**YOUR TASK**
Every line holding "usize" should be copied from the records below.

[Stored data]

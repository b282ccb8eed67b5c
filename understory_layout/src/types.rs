// Copyright 2025 the Understory Authors
// SPDX-License-Identifier: Apache-2.0 OR MIT

//! Public vocabulary types: element identifiers, axes, edges, and sides.

/// Identifier for an element in an [`ElementTree`](crate::ElementTree) (generational).
///
/// A handle stays valid until the element is removed. Reusing a slot bumps its
/// generation, so stale handles never alias a newer element.
#[derive(Copy, Clone, Debug, Eq, PartialEq, Hash, PartialOrd, Ord)]
pub struct ElementId(pub(crate) u32, pub(crate) u32);

impl ElementId {
    pub(crate) const fn new(idx: u32, generation: u32) -> Self {
        Self(idx, generation)
    }

    pub(crate) const fn idx(self) -> usize {
        self.0 as usize
    }
}

/// A single layout axis.
#[derive(Copy, Clone, Debug, Eq, PartialEq, Hash)]
pub enum Axis {
    /// The x axis (left to right).
    Horizontal,
    /// The y axis (top to bottom).
    Vertical,
}

impl Axis {
    /// The other axis.
    #[must_use]
    pub const fn cross(self) -> Self {
        match self {
            Self::Horizontal => Self::Vertical,
            Self::Vertical => Self::Horizontal,
        }
    }
}

bitflags::bitflags! {
    /// A set of axes, used by anchors and constraints that may act on one or both axes.
    #[derive(Clone, Copy, Debug, PartialEq, Eq, Hash)]
    pub struct Axes: u8 {
        /// Act on the x axis (x position or width).
        const HORIZONTAL = 0b0000_0001;
        /// Act on the y axis (y position or height).
        const VERTICAL   = 0b0000_0010;
    }
}

impl Axes {
    /// Returns `true` if `axis` is part of this set.
    #[must_use]
    pub const fn has(self, axis: Axis) -> bool {
        match axis {
            Axis::Horizontal => self.contains(Self::HORIZONTAL),
            Axis::Vertical => self.contains(Self::VERTICAL),
        }
    }
}

impl From<Axis> for Axes {
    fn from(axis: Axis) -> Self {
        match axis {
            Axis::Horizontal => Self::HORIZONTAL,
            Axis::Vertical => Self::VERTICAL,
        }
    }
}

/// One edge of a rectangle.
///
/// Edges are named in screen coordinates: `Top` is the minimum y, `Bottom` the maximum y.
#[derive(Copy, Clone, Debug, Eq, PartialEq, Hash)]
pub enum Edge {
    /// Minimum x.
    Left,
    /// Maximum x.
    Right,
    /// Minimum y.
    Top,
    /// Maximum y.
    Bottom,
}

impl Edge {
    /// The axis this edge lies across.
    #[must_use]
    pub const fn axis(self) -> Axis {
        match self {
            Self::Left | Self::Right => Axis::Horizontal,
            Self::Top | Self::Bottom => Axis::Vertical,
        }
    }

    /// Whether this is the maximum edge of its axis (`Right` or `Bottom`).
    #[must_use]
    pub const fn is_max(self) -> bool {
        matches!(self, Self::Right | Self::Bottom)
    }
}

/// Which side of a reference edge a target is related to.
///
/// For a reference's bottom edge, `Inner` means "inside the reference, above the edge"
/// and `Outer` means "outside the reference, below the edge".
#[derive(Copy, Clone, Debug, Eq, PartialEq, Hash)]
pub enum Side {
    /// The interior side of the reference edge.
    Inner,
    /// The exterior side of the reference edge.
    Outer,
}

**RESULT**
    pub(crate) const fn idx(self) -> usize {
        self.0 as usize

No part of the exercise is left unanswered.